_YOUR GOAL_
Give only the number of lines in the data that include the string "status".
═══ MATERIAL FOR THIS EXERCISE
//! Salvage Arena Server Library
//!
//! Authoritative backend for a multiplayer arena shooter: ships fight, break
//! apart into salvage, and bolt the salvage back on. Clients speak JSON over
//! a WebTransport stream.
//!
//! - [`lobby`] reconciles identities across reconnects and assigns them to arenas
//! - [`game`] holds the per-arena simulation
//! - [`net`] carries the gateway, the connection hub and the transport

pub mod config;
pub mod game;
pub mod lobby;
pub mod metrics;
pub mod net;
pub mod util;
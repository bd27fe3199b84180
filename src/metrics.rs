//! Prometheus-compatible metrics endpoint
//!
//! Exposes arena server metrics in Prometheus text format and as JSON.
//! Default endpoint: http://localhost:9090/metrics

use std::collections::VecDeque;
use std::sync::atomic::{AtomicU64, Ordering};
use std::sync::Arc;
use std::time::{Duration, Instant};

use parking_lot::RwLock;
use serde_json::json;
use tokio::io::{AsyncReadExt, AsyncWriteExt};
use tokio::net::TcpListener;
use tracing::{debug, info};

use crate::game::arena::ArenaCounters;

const TICK_HISTORY: usize = 1000;

/// Metrics registry for the arena server
#[derive(Debug)]
pub struct Metrics {
    // Population gauges
    pub rooms: AtomicU64,
    pub ships: AtomicU64,
    pub supplies: AtomicU64,
    pub bullets: AtomicU64,
    pub floating_attachments: AtomicU64,
    pub identities: AtomicU64,

    // Tick timing (microseconds)
    pub tick_time_us: AtomicU64,
    pub tick_time_p95_us: AtomicU64,
    pub tick_time_p99_us: AtomicU64,
    pub tick_time_max_us: AtomicU64,
    pub tick_count: AtomicU64,

    // Network
    pub connections_active: AtomicU64,
    pub messages_sent: AtomicU64,
    pub messages_received: AtomicU64,
    pub bytes_sent: AtomicU64,
    pub bytes_received: AtomicU64,
    pub invalid_requests: AtomicU64,
    pub frames_dropped: AtomicU64,
    pub rooms_over_limit: AtomicU64,

    // Gameplay counters
    pub ships_destroyed: AtomicU64,
    pub shots_fired: AtomicU64,
    pub supplies_collected: AtomicU64,
    pub supplies_expired: AtomicU64,
    pub identities_expired: AtomicU64,
    pub bindings_repaired: AtomicU64,

    start_time: Instant,

    // Rolling tick times for percentile calculation
    tick_history: RwLock<VecDeque<u64>>,
}

impl Metrics {
    pub fn new() -> Self {
        Self {
            rooms: AtomicU64::new(0),
            ships: AtomicU64::new(0),
            supplies: AtomicU64::new(0),
            bullets: AtomicU64::new(0),
            floating_attachments: AtomicU64::new(0),
            identities: AtomicU64::new(0),
            tick_time_us: AtomicU64::new(0),
            tick_time_p95_us: AtomicU64::new(0),
            tick_time_p99_us: AtomicU64::new(0),
            tick_time_max_us: AtomicU64::new(0),
            tick_count: AtomicU64::new(0),
            connections_active: AtomicU64::new(0),
            messages_sent: AtomicU64::new(0),
            messages_received: AtomicU64::new(0),
            bytes_sent: AtomicU64::new(0),
            bytes_received: AtomicU64::new(0),
            invalid_requests: AtomicU64::new(0),
            frames_dropped: AtomicU64::new(0),
            rooms_over_limit: AtomicU64::new(0),
            ships_destroyed: AtomicU64::new(0),
            shots_fired: AtomicU64::new(0),
            supplies_collected: AtomicU64::new(0),
            supplies_expired: AtomicU64::new(0),
            identities_expired: AtomicU64::new(0),
            bindings_repaired: AtomicU64::new(0),
            start_time: Instant::now(),
            tick_history: RwLock::new(VecDeque::with_capacity(TICK_HISTORY)),
        }
    }

    /// Record a tick time and update percentiles
    pub fn record_tick_time(&self, duration: Duration) {
        let us = duration.as_micros() as u64;
        self.tick_time_us.store(us, Ordering::Relaxed);
        self.tick_count.fetch_add(1, Ordering::Relaxed);

        let mut history = self.tick_history.write();
        history.push_back(us);
        while history.len() > TICK_HISTORY {
            history.pop_front();
        }

        if history.len() >= 10 {
            let mut sorted: Vec<u64> = history.iter().copied().collect();
            sorted.sort_unstable();
            let last = sorted.len() - 1;

            let p95_idx = (sorted.len() as f32 * 0.95) as usize;
            let p99_idx = (sorted.len() as f32 * 0.99) as usize;

            self.tick_time_p95_us.store(sorted[p95_idx.min(last)], Ordering::Relaxed);
            self.tick_time_p99_us.store(sorted[p99_idx.min(last)], Ordering::Relaxed);
            self.tick_time_max_us.store(sorted[last], Ordering::Relaxed);
        }
    }

    /// Fold one arena's per-tick counters into the totals
    pub fn add_arena_counters(&self, counters: ArenaCounters) {
        self.ships_destroyed
            .fetch_add(counters.ships_destroyed, Ordering::Relaxed);
        self.shots_fired.fetch_add(counters.shots_fired, Ordering::Relaxed);
        self.supplies_collected
            .fetch_add(counters.supplies_collected, Ordering::Relaxed);
        self.supplies_expired
            .fetch_add(counters.supplies_expired, Ordering::Relaxed);
    }

    pub fn record_sent(&self, frames: u64, bytes: u64) {
        self.messages_sent.fetch_add(frames, Ordering::Relaxed);
        self.bytes_sent.fetch_add(bytes, Ordering::Relaxed);
    }

    pub fn record_received(&self, bytes: usize) {
        self.messages_received.fetch_add(1, Ordering::Relaxed);
        self.bytes_received.fetch_add(bytes as u64, Ordering::Relaxed);
    }

    pub fn uptime_seconds(&self) -> u64 {
        self.start_time.elapsed().as_secs()
    }

    /// Generate Prometheus-format metrics output
    pub fn to_prometheus(&self) -> String {
        let mut output = String::with_capacity(4096);

        macro_rules! metric {
            ($name:expr, $help:expr, $type:expr, $value:expr) => {
                output.push_str(&format!(
                    "# HELP {} {}\n# TYPE {} {}\n{} {}\n",
                    $name, $help, $name, $type, $name, $value
                ));
            };
        }

        metric!("salvage_arena_rooms", "Number of live arenas", "gauge",
            self.rooms.load(Ordering::Relaxed));
        metric!("salvage_arena_ships", "Number of live ships", "gauge",
            self.ships.load(Ordering::Relaxed));
        metric!("salvage_arena_supplies", "Number of supplies on the ground", "gauge",
            self.supplies.load(Ordering::Relaxed));
        metric!("salvage_arena_bullets", "Number of bullets in flight", "gauge",
            self.bullets.load(Ordering::Relaxed));
        metric!("salvage_arena_floating_attachments", "Number of floating attachments", "gauge",
            self.floating_attachments.load(Ordering::Relaxed));
        metric!("salvage_arena_identities", "Number of known identities", "gauge",
            self.identities.load(Ordering::Relaxed));

        metric!("salvage_arena_tick_time_microseconds", "Current tick time in microseconds", "gauge",
            self.tick_time_us.load(Ordering::Relaxed));
        metric!("salvage_arena_tick_time_p95_microseconds", "95th percentile tick time", "gauge",
            self.tick_time_p95_us.load(Ordering::Relaxed));
        metric!("salvage_arena_tick_time_p99_microseconds", "99th percentile tick time", "gauge",
            self.tick_time_p99_us.load(Ordering::Relaxed));
        metric!("salvage_arena_tick_time_max_microseconds", "Maximum tick time", "gauge",
            self.tick_time_max_us.load(Ordering::Relaxed));
        metric!("salvage_arena_tick_count", "Total ticks processed", "counter",
            self.tick_count.load(Ordering::Relaxed));

        metric!("salvage_arena_connections_active", "Active WebTransport connections", "gauge",
            self.connections_active.load(Ordering::Relaxed));
        metric!("salvage_arena_messages_sent_total", "Total messages sent", "counter",
            self.messages_sent.load(Ordering::Relaxed));
        metric!("salvage_arena_messages_received_total", "Total messages received", "counter",
            self.messages_received.load(Ordering::Relaxed));
        metric!("salvage_arena_bytes_sent_total", "Total bytes sent", "counter",
            self.bytes_sent.load(Ordering::Relaxed));
        metric!("salvage_arena_bytes_received_total", "Total bytes received", "counter",
            self.bytes_received.load(Ordering::Relaxed));
        metric!("salvage_arena_invalid_requests_total", "Rejected client messages", "counter",
            self.invalid_requests.load(Ordering::Relaxed));
        metric!("salvage_arena_frames_dropped_total", "Frames dropped on full outbound queues", "counter",
            self.frames_dropped.load(Ordering::Relaxed));
        metric!("salvage_arena_rooms_over_limit_total", "Rooms opened past max_rooms", "counter",
            self.rooms_over_limit.load(Ordering::Relaxed));

        metric!("salvage_arena_ships_destroyed_total", "Ships destroyed", "counter",
            self.ships_destroyed.load(Ordering::Relaxed));
        metric!("salvage_arena_shots_fired_total", "Bullets fired", "counter",
            self.shots_fired.load(Ordering::Relaxed));
        metric!("salvage_arena_supplies_collected_total", "Supplies picked up", "counter",
            self.supplies_collected.load(Ordering::Relaxed));
        metric!("salvage_arena_supplies_expired_total", "Supplies removed by expiry", "counter",
            self.supplies_expired.load(Ordering::Relaxed));
        metric!("salvage_arena_identities_expired_total", "Identities removed after the grace period", "counter",
            self.identities_expired.load(Ordering::Relaxed));
        metric!("salvage_arena_bindings_repaired_total", "Stale ship bindings cleared by the sweep", "counter",
            self.bindings_repaired.load(Ordering::Relaxed));
        metric!("salvage_arena_uptime_seconds", "Server uptime in seconds", "counter",
            self.uptime_seconds());

        output
    }

    /// JSON view of the same metrics
    pub fn to_json(&self) -> String {
        let load = |counter: &AtomicU64| counter.load(Ordering::Relaxed);
        json!({
            "population": {
                "rooms": load(&self.rooms),
                "ships": load(&self.ships),
                "supplies": load(&self.supplies),
                "bullets": load(&self.bullets),
                "floating_attachments": load(&self.floating_attachments),
                "identities": load(&self.identities),
            },
            "performance": {
                "tick_time_us": load(&self.tick_time_us),
                "tick_time_p95_us": load(&self.tick_time_p95_us),
                "tick_time_p99_us": load(&self.tick_time_p99_us),
                "tick_time_max_us": load(&self.tick_time_max_us),
                "tick_count": load(&self.tick_count),
            },
            "network": {
                "connections": load(&self.connections_active),
                "messages_sent": load(&self.messages_sent),
                "messages_received": load(&self.messages_received),
                "bytes_sent": load(&self.bytes_sent),
                "bytes_received": load(&self.bytes_received),
                "invalid_requests": load(&self.invalid_requests),
                "frames_dropped": load(&self.frames_dropped),
                "rooms_over_limit": load(&self.rooms_over_limit),
            },
            "gameplay": {
                "ships_destroyed": load(&self.ships_destroyed),
                "shots_fired": load(&self.shots_fired),
                "supplies_collected": load(&self.supplies_collected),
                "supplies_expired": load(&self.supplies_expired),
                "identities_expired": load(&self.identities_expired),
                "bindings_repaired": load(&self.bindings_repaired),
            },
            "uptime_seconds": self.uptime_seconds(),
        })
        .to_string()
    }
}

impl Default for Metrics {
    fn default() -> Self {
        Self::new()
    }
}

fn http_response(status: &str, content_type: &str, body: &str) -> String {
    format!(
        "HTTP/1.1 {}\r\nContent-Type: {}\r\nContent-Length: {}\r\nConnection: close\r\n\r\n{}",
        status,
        content_type,
        body.len(),
        body
    )
}

/// Route a raw HTTP request line to a response
fn route(metrics: &Metrics, request: &str) -> String {
    let path = request.split_whitespace().nth(1).unwrap_or("/");
    match path {
        "/metrics" => http_response("200 OK", "text/plain; version=0.0.4", &metrics.to_prometheus()),
        "/metrics/json" | "/json" => http_response("200 OK", "application/json", &metrics.to_json()),
        "/health" | "/" => http_response("200 OK", "text/plain", "OK"),
        _ => "HTTP/1.1 404 Not Found\r\nContent-Length: 0\r\nConnection: close\r\n\r\n".to_string(),
    }
}

/// Start the metrics HTTP server
pub async fn start_metrics_server(metrics: Arc<Metrics>, port: u16) -> anyhow::Result<()> {
    let addr = format!("0.0.0.0:{}", port);
    let listener = TcpListener::bind(&addr).await?;

    info!("Metrics server listening on http://{}/metrics", addr);

    loop {
        let (mut socket, peer) = listener.accept().await?;
        let metrics = metrics.clone();

        tokio::spawn(async move {
            let mut buffer = [0u8; 1024];

            match socket.read(&mut buffer).await {
                Ok(n) if n > 0 => {
                    let request = String::from_utf8_lossy(&buffer[..n]);
                    let response = route(&metrics, &request);
                    if let Err(e) = socket.write_all(response.as_bytes()).await {
                        debug!("Failed to write metrics response to {}: {}", peer, e);
                    }
                }
                Ok(_) => {}
                Err(e) => {
                    debug!("Failed to read from metrics socket {}: {}", peer, e);
                }
            }
        });
    }
}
══════
_ANSWER TO THE EXERCISE_
2